## Task to complete
Write down exactly the lines of the records below, beginning with the first and ending with the line that includes "pub use cart::SqlCartRepository;".

## Records provided
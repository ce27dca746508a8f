use async_trait::async_trait;
use thiserror::Error;

use procura_core::domain::cart::CartLine;
use procura_core::domain::catalog::{CatalogItem, ItemId};
use procura_core::domain::conversation::{
    Conversation, ConversationId, ConversationStatus, ConversationSummary, Message, UserId,
};
use procura_core::domain::purchase::{PurchaseRequestId, PurchaseRequestSnapshot};

pub mod cart;
pub mod catalog;
pub mod conversation;
pub mod memory;
pub mod purchase;

pub use cart::SqlCartRepository;
pub use catalog::SqlCatalogRepository;
pub use conversation::SqlConversationStore;
pub use memory::{
    InMemoryCartRepository, InMemoryCatalogRepository, InMemoryConversationStore,
    InMemoryPurchaseRequestRepository,
};
pub use purchase::SqlPurchaseRequestRepository;

#[derive(Debug, Error)]
pub enum RepositoryError {
    #[error("database error: {0}")]
    Database(#[from] sqlx::Error),
    #[error("decode error: {0}")]
    Decode(String),
    #[error("{entity} not found: {id}")]
    NotFound { entity: &'static str, id: String },
}

impl RepositoryError {
    pub fn is_not_found(&self) -> bool {
        matches!(self, Self::NotFound { .. })
    }
}

/// Durable conversation persistence. The only shared mutable resource in
/// the system; all appends to one conversation go through here and keep
/// arrival order.
#[async_trait]
pub trait ConversationStore: Send + Sync {
    async fn create(&self, user_id: Option<UserId>) -> Result<Conversation, RepositoryError>;

    /// When a user id is supplied, only that user's conversation is
    /// returned; anonymous lookups see only anonymous conversations.
    async fn find(
        &self,
        id: &ConversationId,
        user_id: Option<&UserId>,
    ) -> Result<Option<Conversation>, RepositoryError>;

    /// Atomic append. Fails with `NotFound` if the conversation does not
    /// exist. Returns the updated conversation.
    async fn append_message(
        &self,
        id: &ConversationId,
        message: Message,
    ) -> Result<Conversation, RepositoryError>;

    async fn list_recent(
        &self,
        user_id: &UserId,
        limit: u32,
    ) -> Result<Vec<ConversationSummary>, RepositoryError>;

    /// Refreshes preview and updated-at without appending a message.
    async fn touch(&self, id: &ConversationId, preview: &str) -> Result<(), RepositoryError>;

    async fn set_status(
        &self,
        id: &ConversationId,
        status: ConversationStatus,
    ) -> Result<(), RepositoryError>;
}

#[async_trait]
pub trait CatalogRepository: Send + Sync {
    async fn search(
        &self,
        keyword: Option<&str>,
        limit: u32,
    ) -> Result<Vec<CatalogItem>, RepositoryError>;

    async fn insert(&self, item: CatalogItem) -> Result<(), RepositoryError>;

    async fn find_by_id(&self, id: &ItemId) -> Result<Option<CatalogItem>, RepositoryError>;

    /// Case-insensitive exact name lookup, used for duplicate suspicion.
    async fn find_by_name(&self, name: &str) -> Result<Option<CatalogItem>, RepositoryError>;
}

#[async_trait]
pub trait CartRepository: Send + Sync {
    /// Adds to an existing line's quantity or creates the line.
    async fn upsert_line(
        &self,
        user_id: &UserId,
        item_id: &ItemId,
        quantity: u32,
    ) -> Result<(), RepositoryError>;

    /// Lines joined with catalog data, in insertion order.
    async fn fetch_cart(&self, user_id: &UserId) -> Result<Vec<CartLine>, RepositoryError>;

    async fn clear(&self, user_id: &UserId) -> Result<(), RepositoryError>;
}

#[async_trait]
pub trait PurchaseRequestRepository: Send + Sync {
    async fn insert(&self, request: PurchaseRequestSnapshot) -> Result<(), RepositoryError>;

    async fn find_by_id(
        &self,
        id: &PurchaseRequestId,
    ) -> Result<Option<PurchaseRequestSnapshot>, RepositoryError>;

    async fn list_for_user(
        &self,
        user_id: &UserId,
        limit: u32,
    ) -> Result<Vec<PurchaseRequestSnapshot>, RepositoryError>;
}
//! Credential store: the persistence seam for user and refresh-token
//! records. The session service only talks to this trait, so the backing
//! store (Postgres in production, in-memory in tests) is swappable.

use async_trait::async_trait;
use uuid::Uuid;

use vault_shared::errors::AppResult;

use crate::models::{NewRefreshToken, NewUser, RefreshToken, User};

pub mod postgres;

#[cfg(test)]
pub mod memory;

pub use postgres::PgStore;

#[async_trait]
pub trait CredentialStore: Send + Sync {
    async fn find_user_by_id(&self, id: Uuid) -> AppResult<Option<User>>;

    async fn find_user_by_email(&self, email: &str) -> AppResult<Option<User>>;

    /// Lookup used by the OAuth flow: matches either the Google identity or
    /// a plain email match, so a local account can be linked in place.
    async fn find_user_by_google_or_email(
        &self,
        provider_id: &str,
        email: &str,
    ) -> AppResult<Option<User>>;

    async fn create_user(&self, new_user: NewUser) -> AppResult<User>;

    /// Upgrades an account to Google control: sets the provider identity,
    /// marks the email verified, and overwrites the avatar when one is given.
    async fn link_google_identity(
        &self,
        user_id: Uuid,
        provider_id: &str,
        avatar_url: Option<&str>,
    ) -> AppResult<User>;

    async fn insert_refresh_token(&self, token: NewRefreshToken) -> AppResult<RefreshToken>;

    async fn find_refresh_token(&self, id: Uuid) -> AppResult<Option<RefreshToken>>;

    /// Conditional revoke: only transitions `revoked_at` from null to now.
    /// Returns whether this call performed the transition, which lets a
    /// refresh that lost a rotation race detect it and suppress issuance.
    async fn revoke_refresh_token(&self, id: Uuid) -> AppResult<bool>;

    /// Scoped revoke: ignores tokens owned by other users even when the id
    /// matches.
    async fn revoke_user_refresh_token(&self, user_id: Uuid, id: Uuid) -> AppResult<bool>;

    /// Revokes every active token for the user. Returns how many were hit.
    async fn revoke_all_refresh_tokens(&self, user_id: Uuid) -> AppResult<usize>;
}
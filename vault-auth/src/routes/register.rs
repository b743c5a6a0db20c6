use axum::extract::State;
use axum::http::header::SET_COOKIE;
use axum::http::{HeaderMap, StatusCode};
use axum::response::IntoResponse;
use axum::Json;
use serde::Deserialize;
use std::sync::Arc;
use validator::Validate;

use vault_shared::errors::{AppError, AppResult, ErrorCode};
use vault_shared::types::ApiResponse;

use crate::routes::cookies;
use crate::services::{auth_service, session_service};
use crate::AppState;

#[derive(Debug, Deserialize, Validate)]
pub struct RegisterRequest {
    #[validate(email(message = "invalid email format"))]
    pub email: String,
    pub password: String,
    pub name: Option<String>,
}

pub async fn register(
    State(state): State<Arc<AppState>>,
    Json(req): Json<RegisterRequest>,
) -> AppResult<impl IntoResponse> {
    req.validate()
        .map_err(|e| AppError::new(ErrorCode::ValidationError, e.to_string()))?;

    auth_service::validate_password(&req.password)?;

    let result = session_service::register(
        &state.store,
        &state.config,
        &req.email,
        &req.password,
        req.name,
    )
    .await?;

    let cookie = cookies::refresh_cookie(&result.tokens.refresh_token, state.config.cookie_secure)
        .map_err(|e| AppError::internal(e.to_string()))?;
    let mut headers = HeaderMap::new();
    headers.insert(SET_COOKIE, cookie);

    Ok((StatusCode::CREATED, headers, Json(ApiResponse::ok(result))))
}
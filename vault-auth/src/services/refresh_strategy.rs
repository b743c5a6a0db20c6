//! Store-backed half of refresh verification. The envelope signature and
//! expiry are already checked at the transport edge before this runs; here
//! the embedded opaque id is resolved against the store, which is the
//! actual kill-switch. Revocation therefore takes effect immediately
//! without rotating signing keys.

use chrono::{DateTime, Utc};
use uuid::Uuid;

use vault_shared::errors::{AppError, AppResult, ErrorCode};
use vault_shared::types::auth::RefreshClaims;

use crate::models::RefreshToken;
use crate::store::CredentialStore;

/// Outcome of a verified refresh envelope, consumed by the session
/// service's rotation step.
#[derive(Debug, Clone)]
pub struct RefreshSession {
    pub user_id: Uuid,
    pub email: String,
    pub token_id: Uuid,
}

/// Record-level checks, factored out so they are testable without a store.
/// Record expiry is enforced independently of the envelope expiry.
pub fn check_refresh_record(
    record: &RefreshToken,
    claims: &RefreshClaims,
    now: DateTime<Utc>,
) -> AppResult<()> {
    if record.revoked_at.is_some() {
        return Err(AppError::new(
            ErrorCode::RefreshTokenRevoked,
            "refresh token has been revoked",
        ));
    }
    if record.expires_at < now {
        return Err(AppError::new(
            ErrorCode::TokenExpired,
            "refresh token has expired",
        ));
    }
    if record.user_id != claims.sub {
        return Err(AppError::new(
            ErrorCode::RefreshTokenMismatch,
            "token mismatch",
        ));
    }
    Ok(())
}

pub async fn verify<S: CredentialStore>(
    store: &S,
    claims: &RefreshClaims,
) -> AppResult<RefreshSession> {
    let record = store
        .find_refresh_token(claims.token)
        .await?
        .ok_or_else(|| AppError::new(ErrorCode::TokenInvalid, "invalid refresh token"))?;

    check_refresh_record(&record, claims, Utc::now())?;

    Ok(RefreshSession {
        user_id: claims.sub,
        email: claims.email.clone(),
        token_id: claims.token,
    })
}

#[cfg(test)]
mod tests {
    use super::*;
    use chrono::Duration;

    fn record(user_id: Uuid, token_id: Uuid) -> RefreshToken {
        RefreshToken {
            id: token_id,
            user_id,
            expires_at: Utc::now() + Duration::days(30),
            revoked_at: None,
            created_at: Utc::now(),
        }
    }

    fn claims(user_id: Uuid, token_id: Uuid) -> RefreshClaims {
        RefreshClaims::new(user_id, "a@example.com", token_id, 2_592_000)
    }

    #[test]
    fn valid_record_passes() {
        let (user_id, token_id) = (Uuid::new_v4(), Uuid::new_v4());
        let result = check_refresh_record(
            &record(user_id, token_id),
            &claims(user_id, token_id),
            Utc::now(),
        );
        assert!(result.is_ok());
    }

    #[test]
    fn revoked_record_is_rejected() {
        let (user_id, token_id) = (Uuid::new_v4(), Uuid::new_v4());
        let mut rec = record(user_id, token_id);
        rec.revoked_at = Some(Utc::now());
        let err =
            check_refresh_record(&rec, &claims(user_id, token_id), Utc::now()).unwrap_err();
        assert_eq!(err.code(), Some(ErrorCode::RefreshTokenRevoked));
    }

    #[test]
    fn expired_record_is_rejected_independently_of_envelope() {
        let (user_id, token_id) = (Uuid::new_v4(), Uuid::new_v4());
        let mut rec = record(user_id, token_id);
        rec.expires_at = Utc::now() - Duration::minutes(1);
        // Envelope claims are still within their own expiry window.
        let err =
            check_refresh_record(&rec, &claims(user_id, token_id), Utc::now()).unwrap_err();
        assert_eq!(err.code(), Some(ErrorCode::TokenExpired));
    }

    #[test]
    fn foreign_owner_is_rejected() {
        let token_id = Uuid::new_v4();
        let err = check_refresh_record(
            &record(Uuid::new_v4(), token_id),
            &claims(Uuid::new_v4(), token_id),
            Utc::now(),
        )
        .unwrap_err();
        assert_eq!(err.code(), Some(ErrorCode::RefreshTokenMismatch));
    }

    #[tokio::test]
    async fn unknown_id_is_invalid() {
        let store = crate::store::memory::MemoryStore::new();
        let err = verify(&store, &claims(Uuid::new_v4(), Uuid::new_v4()))
            .await
            .unwrap_err();
        assert_eq!(err.code(), Some(ErrorCode::TokenInvalid));
    }
}
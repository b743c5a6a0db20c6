pub mod cookies;
pub mod health;
pub mod login;
pub mod logout;
pub mod oauth;
pub mod profile;
pub mod refresh;
pub mod register;
use axum::extract::{Query, State};
use axum::http::header::SET_COOKIE;
use axum::http::HeaderMap;
use axum::response::{IntoResponse, Redirect};
use serde::Deserialize;
use std::sync::Arc;
use url::Url;

use vault_shared::errors::{AppError, AppResult, ErrorCode};

use crate::routes::cookies;
use crate::services::session_service::{self, OAuthProfile};
use crate::AppState;

const GOOGLE_AUTH_URL: &str = "https://accounts.google.com/o/oauth2/v2/auth";
const GOOGLE_TOKEN_URL: &str = "https://oauth2.googleapis.com/token";
const GOOGLE_USERINFO_URL: &str = "https://www.googleapis.com/oauth2/v3/userinfo";

#[derive(Debug, Default, Deserialize)]
pub struct AuthParams {
    pub state: Option<String>,
}

#[derive(Debug, Deserialize)]
pub struct CallbackParams {
    pub code: String,
    pub state: Option<String>,
}

#[derive(Debug, Deserialize)]
struct GoogleTokenResponse {
    access_token: String,
}

#[derive(Debug, Deserialize)]
struct GoogleUserInfo {
    #[serde(alias = "sub")]
    id: String,
    email: String,
    name: Option<String>,
    picture: Option<String>,
}

/// Kicks off the handshake: redirect the browser to Google's consent
/// screen, passing the caller's CSRF state through untouched.
pub async fn google_auth(
    State(state): State<Arc<AppState>>,
    Query(params): Query<AuthParams>,
) -> AppResult<Redirect> {
    let mut url = Url::parse(GOOGLE_AUTH_URL).map_err(|e| AppError::internal(e.to_string()))?;
    url.query_pairs_mut()
        .append_pair("client_id", &state.config.google_client_id)
        .append_pair("redirect_uri", &state.config.google_redirect_uri)
        .append_pair("response_type", "code")
        .append_pair("scope", "openid email profile");
    if let Some(csrf_state) = params.state {
        url.query_pairs_mut().append_pair("state", &csrf_state);
    }
    Ok(Redirect::to(url.as_str()))
}

/// Completes the handshake: exchange the code, fetch the profile, resolve
/// or create the account, then bounce to the frontend with the access
/// token in the query string and the refresh envelope in the cookie.
pub async fn google_callback(
    State(state): State<Arc<AppState>>,
    Query(params): Query<CallbackParams>,
) -> AppResult<impl IntoResponse> {
    let google_user = fetch_google_user(&state, &params.code).await?;

    let user = session_service::validate_oauth_user(
        &state.store,
        OAuthProfile {
            provider_id: google_user.id,
            email: google_user.email,
            name: google_user.name,
            avatar_url: google_user.picture,
        },
    )
    .await?;

    let result = session_service::login(&state.store, &state.config, user.id).await?;

    tracing::info!(user_id = %user.id, "google oauth login");

    let cookie = cookies::refresh_cookie(&result.tokens.refresh_token, state.config.cookie_secure)
        .map_err(|e| AppError::internal(e.to_string()))?;
    let mut headers = HeaderMap::new();
    headers.insert(SET_COOKIE, cookie);

    let mut redirect_url = Url::parse(&state.config.frontend_url)
        .map_err(|e| AppError::internal(e.to_string()))?
        .join("/auth/callback")
        .map_err(|e| AppError::internal(e.to_string()))?;
    redirect_url
        .query_pairs_mut()
        .append_pair("access_token", &result.tokens.access_token);
    if let Some(csrf_state) = params.state {
        redirect_url
            .query_pairs_mut()
            .append_pair("state", &csrf_state);
    }

    Ok((headers, Redirect::to(redirect_url.as_str())))
}

async fn fetch_google_user(state: &AppState, code: &str) -> AppResult<GoogleUserInfo> {
    let client = reqwest::Client::new();
    let token_response = client
        .post(GOOGLE_TOKEN_URL)
        .form(&[
            ("code", code),
            ("client_id", state.config.google_client_id.as_str()),
            ("client_secret", state.config.google_client_secret.as_str()),
            ("redirect_uri", state.config.google_redirect_uri.as_str()),
            ("grant_type", "authorization_code"),
        ])
        .send()
        .await
        .map_err(|e| {
            AppError::new(ErrorCode::OAuthError, format!("google token exchange failed: {e}"))
        })?;

    if !token_response.status().is_success() {
        let body = token_response.text().await.unwrap_or_default();
        return Err(AppError::new(
            ErrorCode::OAuthError,
            format!("google token error: {body}"),
        ));
    }

    let google_token: GoogleTokenResponse = token_response.json().await.map_err(|e| {
        AppError::new(ErrorCode::OAuthError, format!("invalid token response: {e}"))
    })?;

    let user_info_response = client
        .get(GOOGLE_USERINFO_URL)
        .bearer_auth(&google_token.access_token)
        .send()
        .await
        .map_err(|e| {
            AppError::new(ErrorCode::OAuthError, format!("google userinfo failed: {e}"))
        })?;

    user_info_response.json().await.map_err(|e| {
        AppError::new(ErrorCode::OAuthError, format!("invalid userinfo response: {e}"))
    })
}
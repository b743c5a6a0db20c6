//! In-memory credential store used by the session service tests.

use std::collections::HashMap;
use std::sync::Mutex;

use async_trait::async_trait;
use chrono::Utc;
use uuid::Uuid;

use vault_shared::errors::AppResult;

use crate::models::{NewRefreshToken, NewUser, RefreshToken, User};
use crate::store::CredentialStore;

#[derive(Default)]
pub struct MemoryStore {
    users: Mutex<HashMap<Uuid, User>>,
    tokens: Mutex<HashMap<Uuid, RefreshToken>>,
}

impl MemoryStore {
    pub fn new() -> Self {
        Self::default()
    }

    /// Test hook: how many usable tokens the user currently holds.
    pub fn active_token_count(&self, user_id: Uuid) -> usize {
        self.tokens
            .lock()
            .unwrap()
            .values()
            .filter(|t| t.user_id == user_id && t.revoked_at.is_none() && t.expires_at > Utc::now())
            .count()
    }
}

#[async_trait]
impl CredentialStore for MemoryStore {
    async fn find_user_by_id(&self, id: Uuid) -> AppResult<Option<User>> {
        Ok(self.users.lock().unwrap().get(&id).cloned())
    }

    async fn find_user_by_email(&self, email: &str) -> AppResult<Option<User>> {
        Ok(self
            .users
            .lock()
            .unwrap()
            .values()
            .find(|u| u.email == email)
            .cloned())
    }

    async fn find_user_by_google_or_email(
        &self,
        provider_id: &str,
        email: &str,
    ) -> AppResult<Option<User>> {
        Ok(self
            .users
            .lock()
            .unwrap()
            .values()
            .find(|u| {
                (u.provider == "google" && u.provider_id.as_deref() == Some(provider_id))
                    || u.email == email
            })
            .cloned())
    }

    async fn create_user(&self, new_user: NewUser) -> AppResult<User> {
        let now = Utc::now();
        let user = User {
            id: Uuid::new_v4(),
            email: new_user.email,
            password_hash: new_user.password_hash,
            name: new_user.name,
            avatar_url: new_user.avatar_url,
            provider: new_user.provider,
            provider_id: new_user.provider_id,
            email_verified: new_user.email_verified,
            created_at: now,
            updated_at: now,
        };
        self.users.lock().unwrap().insert(user.id, user.clone());
        Ok(user)
    }

    async fn link_google_identity(
        &self,
        user_id: Uuid,
        provider_id: &str,
        avatar_url: Option<&str>,
    ) -> AppResult<User> {
        let mut users = self.users.lock().unwrap();
        let user = users.get_mut(&user_id).expect("link target must exist");
        user.provider = "google".to_string();
        user.provider_id = Some(provider_id.to_string());
        user.email_verified = true;
        if let Some(avatar) = avatar_url {
            user.avatar_url = Some(avatar.to_string());
        }
        user.updated_at = Utc::now();
        Ok(user.clone())
    }

    async fn insert_refresh_token(&self, token: NewRefreshToken) -> AppResult<RefreshToken> {
        let record = RefreshToken {
            id: token.id,
            user_id: token.user_id,
            expires_at: token.expires_at,
            revoked_at: None,
            created_at: Utc::now(),
        };
        self.tokens.lock().unwrap().insert(record.id, record.clone());
        Ok(record)
    }

    async fn find_refresh_token(&self, id: Uuid) -> AppResult<Option<RefreshToken>> {
        Ok(self.tokens.lock().unwrap().get(&id).cloned())
    }

    async fn revoke_refresh_token(&self, id: Uuid) -> AppResult<bool> {
        let mut tokens = self.tokens.lock().unwrap();
        match tokens.get_mut(&id) {
            Some(token) if token.revoked_at.is_none() => {
                token.revoked_at = Some(Utc::now());
                Ok(true)
            }
            _ => Ok(false),
        }
    }

    async fn revoke_user_refresh_token(&self, user_id: Uuid, id: Uuid) -> AppResult<bool> {
        let mut tokens = self.tokens.lock().unwrap();
        match tokens.get_mut(&id) {
            Some(token) if token.user_id == user_id && token.revoked_at.is_none() => {
                token.revoked_at = Some(Utc::now());
                Ok(true)
            }
            _ => Ok(false),
        }
    }

    async fn revoke_all_refresh_tokens(&self, user_id: Uuid) -> AppResult<usize> {
        let mut tokens = self.tokens.lock().unwrap();
        let mut revoked = 0;
        for token in tokens.values_mut() {
            if token.user_id == user_id && token.revoked_at.is_none() {
                token.revoked_at = Some(Utc::now());
                revoked += 1;
            }
        }
        Ok(revoked)
    }
}
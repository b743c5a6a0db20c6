use argon2::{
    password_hash::{rand_core::OsRng, PasswordHash, PasswordHasher, PasswordVerifier, SaltString},
    Argon2,
};

use vault_shared::errors::{AppError, ErrorCode};

pub fn hash_password(password: &str) -> Result<String, AppError> {
    let salt = SaltString::generate(&mut OsRng);
    let argon2 = Argon2::default();
    argon2
        .hash_password(password.as_bytes(), &salt)
        .map(|h| h.to_string())
        .map_err(|e| AppError::internal(format!("password hashing failed: {e}")))
}

pub fn verify_password(password: &str, hash: &str) -> Result<bool, AppError> {
    let parsed_hash = PasswordHash::new(hash)
        .map_err(|e| AppError::internal(format!("invalid password hash: {e}")))?;
    Ok(Argon2::default()
        .verify_password(password.as_bytes(), &parsed_hash)
        .is_ok())
}

pub fn validate_password(password: &str) -> Result<(), AppError> {
    if password.len() < 8 {
        return Err(AppError::new(
            ErrorCode::PasswordTooWeak,
            "password must be at least 8 characters",
        ));
    }
    if !password.chars().any(|c| c.is_ascii_digit()) {
        return Err(AppError::new(
            ErrorCode::PasswordTooWeak,
            "password must contain at least one number",
        ));
    }
    if !password.chars().any(|c| c.is_ascii_alphabetic()) {
        return Err(AppError::new(
            ErrorCode::PasswordTooWeak,
            "password must contain at least one letter",
        ));
    }
    Ok(())
}
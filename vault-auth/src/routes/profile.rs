use axum::extract::State;
use axum::Json;
use std::sync::Arc;

use vault_shared::errors::AppResult;
use vault_shared::types::auth::{AuthUser, PublicUser};
use vault_shared::types::ApiResponse;

use crate::services::session_service;
use crate::AppState;

pub async fn get_profile(
    user: AuthUser,
    State(state): State<Arc<AppState>>,
) -> AppResult<Json<ApiResponse<PublicUser>>> {
    let profile = session_service::get_profile(&state.store, user.id).await?;
    Ok(Json(ApiResponse::ok(profile)))
}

## Problem solution
repository ce27dca746508a8f
use async_trait::async_trait;
use thiserror::Error;

use procura_core::domain::cart::CartLine;
use procura_core::domain::catalog::{CatalogItem, ItemId};
use procura_core::domain::conversation::{
    Conversation, ConversationId, ConversationStatus, ConversationSummary, Message, UserId,
};
use procura_core::domain::purchase::{PurchaseRequestId, PurchaseRequestSnapshot};

pub mod cart;
pub mod catalog;
pub mod conversation;
pub mod memory;
pub mod purchase;

pub use cart::SqlCartRepository;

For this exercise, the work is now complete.